Gov. Justice announces Downstream Jobs Task Force

Gov. Jim Justice announces the creation of the Downstream Jobs Task Force at the West Virginia Chamber of Commerce’s Annual Meeting at the Greenbrier Resort. (Photo courtesy of the Governor’s Office)

WHITE SULPHUR SPRINGS — Wanting to focus the state on natural gas production and petrochemical manufacturing, Gov. Jim Justice announced the creation of a new task force to state business leaders on the first day of the West Virginia Chamber of Commerce’s 2019 Annual Meeting.

Justice and state environmental and tax officials announced the creation of the Downstream Jobs Task Force at the start of the chamber’s annual meeting Wednesday at Justice’s Greenbrier Resort in White Sulphur Springs.

The governor signed a proclamation Wednesday creating the task force. The mission of the task force includes facilitating the development of downstream manufacturing resulting from the production of natural gas, such as chemical and plastics manufacturing.

“This task force will work to bring downstream manufacturing opportunities to West Virginia ahead of this coming expansion of the petrochemical industry,” Justice told attendees Wednesday morning.

The task force will be led by Department of Environmental Protection Secretary Austin Caperton. Other members include: Department of Revenue Secretary Dave Hardy; Tourism Commissioner Chelsea Ruby; Department of Commerce Secretary Ed Gaunch; Javier Reyes, dean of the West Virginia University John Chambers College of Business and Economics; and James Wood, director of the WVU Energy Institute.
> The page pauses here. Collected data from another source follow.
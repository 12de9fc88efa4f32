use super::{Middleware, Next};
use crate::error::{ApiError, Result};
use crate::protocol::headers::bearer;
use crate::state::HttpContext;
use crate::types::{RawResponse, RequestDescriptor};
use async_trait::async_trait;
use http::header::{HeaderValue, AUTHORIZATION};
use std::sync::Arc;

/// Adds `Authorization: Bearer <token>` from the current session.
///
/// Runs once per attempt, so a replay after a refresh carries the new token.
/// Requests with `skip_auth`, and requests made while logged out, go out
/// without the header.
pub struct AuthInjector {
    context: Arc<HttpContext>,
}

impl AuthInjector {
    /// Injector reading the context's session.
    pub fn new(context: Arc<HttpContext>) -> Self {
        Self { context }
    }
}

#[async_trait]
impl Middleware for AuthInjector {
    fn name(&self) -> &'static str {
        "auth"
    }

    async fn handle(&self, mut request: RequestDescriptor, next: Next<'_>) -> Result<RawResponse> {
        if !request.options.skip_auth {
            if let Some(token) = self.context.access_token()? {
                let value = HeaderValue::from_str(&bearer(&token))
                    .map_err(|_| ApiError::Storage("access token is not a valid header value".into()))?;
                request.headers.insert(AUTHORIZATION, value);
            }
        }
        next.run(request).await
    }
}
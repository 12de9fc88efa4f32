use super::{Middleware, Next};
use crate::error::Result;
use crate::state::HttpContext;
use crate::types::{RawResponse, RequestDescriptor};
use async_trait::async_trait;
use std::sync::Arc;

/// Counts requests with `show_loading` towards the shared loading indicator.
///
/// Sits outside retry and refresh, so a request is counted once no matter how
/// many attempts it takes.
pub struct LoadingTracker {
    context: Arc<HttpContext>,
}

impl LoadingTracker {
    /// Tracker driving the context's loading counter.
    pub fn new(context: Arc<HttpContext>) -> Self {
        Self { context }
    }
}

#[async_trait]
impl Middleware for LoadingTracker {
    fn name(&self) -> &'static str {
        "loading"
    }

    async fn handle(&self, request: RequestDescriptor, next: Next<'_>) -> Result<RawResponse> {
        if !request.options.show_loading {
            return next.run(request).await;
        }

        let _guard = self
            .context
            .begin_loading(request.options.loading_text.as_deref());
        next.run(request).await
    }
}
Speaking Wednesday afternoon, Caperton said between 1967 and 2018, natural gas production increased by 600 percent, with most of the production coming within the last decade.

“That explosion in production has been a tremendous economic driver for the State of West Virginia,” Caperton said. “Anybody who lives in the northern part of the state knows what’s happened up there. It’s absolutely amazing…but it’s only the beginning.”

According to Caperton, in the last decade West Virginia went from 4.9 trillion cubic feet of natural gas reserves to 35.9 trillion. While Royal Dutch Shell is building a cracker plant — which breaks down ethane into ethylene for use in chemical and plastics manufacturing — in Monaca, Pa., Caperton said the region could support as much as five cracker plants.

“Ethylene is going to fuel and feed extensive downstream manufacturing facilities, not to mention pipelines, storage hubs, all driving unbelievable economic app activity,” Caperton said. “We must capture our share.”

Justice said he has been in talks with President Donald Trump and the White House about West Virginia’s energy potential. Justice also told attendees about an upcoming proclamation from Trump regarding natural gas and the petrochemical industry in Appalachia.

“If you don’t believe that is a reality that is coming our way and absolutely has potential beyond belief, you’re thinking wrong,” Justice said. “This is absolutely coming from the Oval Office not in a memo, but this is coming from discussions with me.”

Hardy said the possible benefits of a petrochemical renaissance in West Virginia could include $36 billion in capital investment, 100,000 in new jobs, $28 billion in economic expansion, $2.2 billion in yearly tax income. Hardy’s job will include trying to look at the state’s tax structure to help lure these businesses to West Virginia.

“The governor told me he wanted me personally as a member of the task force to try to understand in-depth what all the other states and our competitors are doing,” Hardy said. “Why wouldn’t there be competition for…a cracker that costs $10 billion to build, that would generate 5,000 construction jobs and that’s a conservative estimate. There’s going to be competition, but West Virginia — with our governor leading the way — wants us to step forward and compete.”

One way officials plan to be more competitive is by taking another whack at eliminating the business and inventory tax. An attempt to remove the tax requirement from the state constitution, House Joint Resolution 17, made it out of the House Finance Committee Jan. 24, but was never taken up by the House Judiciary Committee and died. Justice said the tax has got to go.

“I think we need rid of the business and inventory tax before this wave hits,” Justice said. “When this wave hits, West Virginia will really go. Today we’ve crawled out of a dismal hole and today we’re on the launchpad to take off.”